I was sharing my frustration with Dan about how I had succumbed to my sugar addiction again, and that I couldn’t get myself back to raw eating. I had no motivation. (Remember, “logic means nothing when I’m under the influence”.) But Dan pointed out that exercising pumps up our endorphin levels, which makes us feel better.

At that point I was willing to try anything, so I started working out to a new dvd program. I hadn’t exercised in 8 months, so I took it slow, easing myself back into the habit. But even with a simple low impact, high intensity workout, Dan was right. By the third or fourth day, when my legs stopped hurting and I could walk normally again, I did indeed feel better. My depression began to lift and life seemed doable again… so did raw eating.

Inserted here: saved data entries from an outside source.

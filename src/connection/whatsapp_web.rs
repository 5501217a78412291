//! In-process WhatsApp Web connector built on wa-rs.
//!
//! The device store is a SQLite database inside the auth directory, so the
//! credential store mirrors it like any other blob. Each `connect` builds a
//! fresh bot; its events are mapped onto [`ConnectionEvent`] in arrival order.

use anyhow::{anyhow, Context, Result};
use async_trait::async_trait;
use std::path::Path;
use std::sync::Arc;
use tokio::sync::mpsc;
use tokio::task::AbortHandle;
use wa_rs::bot::Bot;
use wa_rs::pair_code::PairCodeOptions;
use wa_rs::store::{DeviceStore as _, SqliteStore};
use wa_rs_binary::jid::{Jid, JidExt as _};
use wa_rs_core::proto_helpers::MessageExt;
use wa_rs_core::types::events::Event;
use wa_rs_tokio_transport::TokioWebSocketTransportFactory;
use wa_rs_ureq_http::UreqHttpClient;

use super::events::{CloseReason, ConnectionEvent, RawInbound};
use super::transport::{Connection, Connector, Session};
use crate::session::CredentialBundle;

/// Device store file inside the auth directory.
pub const SESSION_DB_FILE: &str = "whatsapp-session.db";

const EVENT_BUFFER: usize = 256;

pub struct WhatsAppWebConnector {
    ws_url: Option<String>,
    pair_phone: Option<String>,
}

impl WhatsAppWebConnector {
    pub fn new(ws_url: Option<String>, pair_phone: Option<String>) -> Self {
        Self { ws_url, pair_phone }
    }
}

#[async_trait]
impl Connector for WhatsAppWebConnector {
    fn name(&self) -> &str {
        "whatsapp-web"
    }

    async fn connect(&self, auth_dir: &Path) -> Result<Connection> {
        tokio::fs::create_dir_all(auth_dir)
            .await
            .with_context(|| format!("Failed to create auth directory {}", auth_dir.display()))?;
        let db_path = auth_dir.join(SESSION_DB_FILE);

        let backend = Arc::new(
            SqliteStore::new(&db_path.to_string_lossy())
                .await
                .map_err(|e| anyhow!("Failed to open device store {}: {e}", db_path.display()))?,
        );
        if backend.exists().await? {
            tracing::info!("WhatsApp Web: found existing session, loading device");
        } else {
            tracing::info!("WhatsApp Web: no existing session, a new device will be linked");
        }

        let mut transport_factory = TokioWebSocketTransportFactory::new();
        if let Some(url) = &self.ws_url {
            transport_factory = transport_factory.with_url(url.clone());
        }

        let (tx, events) = mpsc::channel(EVENT_BUFFER);
        let event_tx = tx.clone();
        let mut builder = Bot::builder()
            .with_backend(backend)
            .with_transport_factory(transport_factory)
            .with_http_client(UreqHttpClient::new())
            .on_event(move |event, client| {
                let tx = event_tx.clone();
                async move {
                    let mapped = match event {
                        Event::Message(msg, info) => {
                            let sender = info.source.sender.clone();
                            let mapped_phone = if sender.is_lid() {
                                client.get_phone_number_from_lid(&sender.user).await
                            } else {
                                None
                            };
                            let sender_pn = verified_phone(
                                &sender,
                                info.source.sender_alt.as_ref(),
                                mapped_phone.as_deref(),
                            );
                            ConnectionEvent::Inbound(RawInbound {
                                id: info.id.clone(),
                                remote_jid: info.source.chat.to_string(),
                                participant: info.source.is_group.then(|| sender.to_string()),
                                sender_pn,
                                from_me: info.source.is_from_me,
                                text: msg.text_content().map(str::to_string),
                                timestamp: Some(info.timestamp.timestamp()),
                                push_name: Some(info.push_name.clone())
                                    .filter(|name| !name.is_empty()),
                            })
                        }
                        Event::Connected(_) => {
                            if tx.send(ConnectionEvent::Open { own_identity: None }).await.is_err() {
                                return;
                            }
                            // The device store is written in place; sync the directory.
                            ConnectionEvent::CredentialsUpdated(CredentialBundle::new())
                        }
                        Event::LoggedOut(_) => ConnectionEvent::Closed(CloseReason::LoggedOut),
                        Event::StreamError(stream_error) => {
                            ConnectionEvent::Closed(CloseReason::Other {
                                status_code: None,
                                message: format!("stream error: {stream_error:?}"),
                            })
                        }
                        Event::PairingQrCode { code, .. } => ConnectionEvent::LinkChallenge(code),
                        Event::PairingCode { code, .. } => {
                            tracing::info!("WhatsApp Web pair code received: {code}");
                            tracing::info!(
                                "Link your phone by entering this code in WhatsApp > Linked Devices"
                            );
                            return;
                        }
                        _ => return,
                    };
                    if tx.send(mapped).await.is_err() {
                        tracing::debug!("WhatsApp Web event dropped: supervisor gone");
                    }
                }
            });

        if let Some(phone) = &self.pair_phone {
            tracing::info!("WhatsApp Web: pair-code flow enabled for configured phone number");
            builder = builder.with_pair_code(PairCodeOptions {
                phone_number: phone.clone(),
                ..Default::default()
            });
        }

        let mut bot = builder.build().await?;
        let client = bot.client();
        let bot_task = bot.run().await?;
        let abort = bot_task.abort_handle();

        // A bot that stops on its own ends the session.
        tokio::spawn(async move {
            let message = match bot_task.await {
                Ok(()) => "client task ended".to_string(),
                Err(e) if e.is_cancelled() => return,
                Err(e) => format!("client task failed: {e}"),
            };
            let reason = CloseReason::Other {
                status_code: None,
                message,
            };
            let _ = tx.send(ConnectionEvent::Closed(reason)).await;
        });

        Ok(Connection {
            session: Arc::new(WhatsAppWebSession {
                client,
                bot_task: abort,
            }),
            events,
        })
    }
}

struct WhatsAppWebSession {
    client: Arc<wa_rs::Client>,
    bot_task: AbortHandle,
}

#[async_trait]
impl Session for WhatsAppWebSession {
    async fn send_text(&self, to: &str, text: &str) -> Result<()> {
        let jid = recipient_jid(to)?;
        let outgoing = wa_rs_proto::whatsapp::Message {
            conversation: Some(text.to_string()),
            ..Default::default()
        };
        let message_id = self.client.send_message(jid, outgoing).await?;
        tracing::debug!(to, message_id = %message_id, "WhatsApp Web message sent");
        Ok(())
    }

    async fn logout(&self) -> Result<()> {
        anyhow::bail!(
            "WhatsApp Web sessions are unlinked from the phone: WhatsApp > Linked devices"
        )
    }

    async fn close(&self) {
        self.bot_task.abort();
    }
}

/// Phone-number identity of a sender, when the protocol reveals one.
///
/// A phone-number sender is its own answer; an internal id falls back to the
/// alternate identity, then to the id-to-number mapping.
fn verified_phone(sender: &Jid, sender_alt: Option<&Jid>, mapped_phone: Option<&str>) -> Option<String> {
    if !sender.is_lid() {
        return Some(sender.to_string());
    }
    sender_alt
        .filter(|alt| !alt.is_lid())
        .map(ToString::to_string)
        .or_else(|| mapped_phone.map(str::to_string))
}

fn recipient_jid(recipient: &str) -> Result<Jid> {
    let trimmed = recipient.trim();
    if trimmed.is_empty() {
        anyhow::bail!("Recipient cannot be empty");
    }

    if trimmed.contains('@') {
        return trimmed
            .parse::<Jid>()
            .map_err(|e| anyhow!("Invalid WhatsApp JID `{trimmed}`: {e}"));
    }

    let digits: String = trimmed.chars().filter(char::is_ascii_digit).collect();
    if digits.is_empty() {
        anyhow::bail!("Recipient `{trimmed}` does not contain a valid phone number");
    }
    Ok(Jid::pn(digits))
}
#[cfg(test)]
mod tests {
    use super::*;
    use tokio::net::TcpListener;

    async fn spawn_fake_bridge<F, Fut>(script: F) -> String
    where
        F: FnOnce(tokio_tungstenite::WebSocketStream<tokio::net::TcpStream>) -> Fut
            + Send
            + 'static,
        Fut: std::future::Future<Output = ()> + Send,
    {
        let listener = TcpListener::bind("127.0.0.1:0").await.unwrap();
        let addr = listener.local_addr().unwrap();
        tokio::spawn(async move {
            let (stream, _) = listener.accept().await.unwrap();
            let ws = tokio_tungstenite::accept_async(stream).await.unwrap();
            script(ws).await;
        });
        format!("ws://{addr}")
    }

    async fn next_json(
        ws: &mut tokio_tungstenite::WebSocketStream<tokio::net::TcpStream>,
    ) -> serde_json::Value {
        loop {
            match ws.next().await.unwrap().unwrap() {
                Message::Text(text) => return serde_json::from_str(&text).unwrap(),
                _ => continue,
            }
        }
    }

    #[tokio::test]
    async fn surfaces_bridge_events_in_order() {
        let url = spawn_fake_bridge(|mut ws| async move {
            let login = next_json(&mut ws).await;
            assert_eq!(login["type"], "login");
            assert_eq!(login["auth_dir"], "/tmp/auth");

            let creds = base64::engine::general_purpose::STANDARD.encode(b"{\"k\":1}");
            for frame in [
                serde_json::json!({"type": "qr", "code": "2@abc"}),
                serde_json::json!({"type": "open", "me": "5511999999999@s.whatsapp.net"}),
                serde_json::json!({"type": "creds", "files": {"creds.json": creds}}),
                serde_json::json!({
                    "type": "message",
                    "id": "M1",
                    "remote_jid": "5511988887777@s.whatsapp.net",
                    "text": "oi"
                }),
                serde_json::json!({"type": "close", "status_code": 401, "reason": "logged out"}),
            ] {
                ws.send(Message::Text(frame.to_string().into())).await.unwrap();
            }
            let _ = ws.next().await;
        })
        .await;

        let connector = BridgeConnector::new(url, Duration::from_secs(5));
        let mut conn = connector.connect(Path::new("/tmp/auth")).await.unwrap();

        assert_eq!(
            conn.events.recv().await.unwrap(),
            ConnectionEvent::LinkChallenge("2@abc".into())
        );
        assert_eq!(
            conn.events.recv().await.unwrap(),
            ConnectionEvent::Open {
                own_identity: Some("5511999999999@s.whatsapp.net".into())
            }
        );
        match conn.events.recv().await.unwrap() {
            ConnectionEvent::CredentialsUpdated(bundle) => {
                assert_eq!(bundle.get("creds.json"), Some(&b"{\"k\":1}"[..]));
            }
            other => panic!("unexpected event: {other:?}"),
        }
        match conn.events.recv().await.unwrap() {
            ConnectionEvent::Inbound(raw) => {
                assert_eq!(raw.id, "M1");
                assert_eq!(raw.text.as_deref(), Some("oi"));
            }
            other => panic!("unexpected event: {other:?}"),
        }
        assert_eq!(
            conn.events.recv().await.unwrap(),
            ConnectionEvent::Closed(CloseReason::LoggedOut)
        );
        assert!(conn.events.recv().await.is_none());
    }

    #[tokio::test]
    async fn send_waits_for_bridge_confirmation() {
        let url = spawn_fake_bridge(|mut ws| async move {
            let _login = next_json(&mut ws).await;
            let send = next_json(&mut ws).await;
            assert_eq!(send["type"], "send");
            assert_eq!(send["to"], "5511988887777@s.whatsapp.net");
            assert_eq!(send["text"], "hello");
            let reply = serde_json::json!({
                "type": "send_result",
                "request_id": send["request_id"],
                "ok": true
            });
            ws.send(Message::Text(reply.to_string().into())).await.unwrap();

            let second = next_json(&mut ws).await;
            let reject = serde_json::json!({
                "type": "send_result",
                "request_id": second["request_id"],
                "ok": false,
                "error": "not on whatsapp"
            });
            ws.send(Message::Text(reject.to_string().into())).await.unwrap();
            let _ = ws.next().await;
        })
        .await;

        let connector = BridgeConnector::new(url, Duration::from_secs(5));
        let conn = connector.connect(Path::new("/tmp/auth")).await.unwrap();

        conn.session
            .send_text("5511988887777@s.whatsapp.net", "hello")
            .await
            .unwrap();
        let err = conn
            .session
            .send_text("5511988887777@s.whatsapp.net", "again")
            .await
            .unwrap_err();
        assert!(err.to_string().contains("not on whatsapp"));
    }

    #[tokio::test]
    async fn lost_connection_reports_retryable_close_and_fails_pending() {
        let url = spawn_fake_bridge(|mut ws| async move {
            let _login = next_json(&mut ws).await;
            let _send = next_json(&mut ws).await;
            drop(ws);
        })
        .await;

        let connector = BridgeConnector::new(url, Duration::from_secs(5));
        let mut conn = connector.connect(Path::new("/tmp/auth")).await.unwrap();

        let err = conn
            .session
            .send_text("5511988887777@s.whatsapp.net", "hello")
            .await
            .unwrap_err();
        assert!(err.to_string().contains("connection closed"));

        match conn.events.recv().await.unwrap() {
            ConnectionEvent::Closed(reason) => assert!(!reason.is_logged_out()),
            other => panic!("unexpected event: {other:?}"),
        }
    }
}
//! `orderdesk ask`: answer one question on a thread, or finish a turn that
//! stopped after committing tool results (`--resume`).

use orderdesk_core::event::EventBus;
use orderdesk_core::message::ThreadId;
use std::path::Path;
use std::sync::Arc;

use super::{BoxError, build_agent, load_config};

pub async fn run(config_path: Option<&Path>, thread: &str, question: Option<&str>) -> Result<(), BoxError> {
    let config = load_config(config_path)?;

    if !config.has_api_key() {
        eprintln!();
        eprintln!("  ERROR: No API key configured!");
        eprintln!();
        eprintln!("  Set one of these environment variables:");
        eprintln!("    ORDERDESK_API_KEY=...");
        eprintln!("    ANTHROPIC_API_KEY=...");
        eprintln!();
        eprintln!("  Or add api_key to {}", orderdesk_config::AppConfig::config_dir().join("config.toml").display());
        eprintln!();
        return Err("No API key found. See above for setup instructions.".into());
    }

    let (agent, host) = build_agent(&config, Arc::new(EventBus::default())).await?;

    eprint!("  Thinking...");
    let thread_id = ThreadId::new(thread);
    let result = match question {
        Some(question) => agent.run_turn(&thread_id, question).await,
        None => agent.resume(&thread_id).await,
    };
    eprint!("\r              \r");
    host.shutdown().await;

    let outcome = result?;
    println!("{}", outcome.answer);
    Ok(())
}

I have now been working out at least 5 times a week for 3 weeks, and eating about 90% raw for over 2 weeks. I feel great! My mind is clear and focused, and I am determined to make this my new way of being. Before I connected my depression with my eating habits, I was terrified that I would always be “low” and “lazy”, and that it would only get worse over time. But now I see the light, not at the end of a tunnel, but all around me.

This journey is far from over. It will be a daily challenge, but I feel so much more confident in my ability to face obstacles along the way, and not just survive, but succeed.

It’s not just about my weight. It’s about so much more.

~Sarah

Next Time: More details about what I’m eating and how I’m working out.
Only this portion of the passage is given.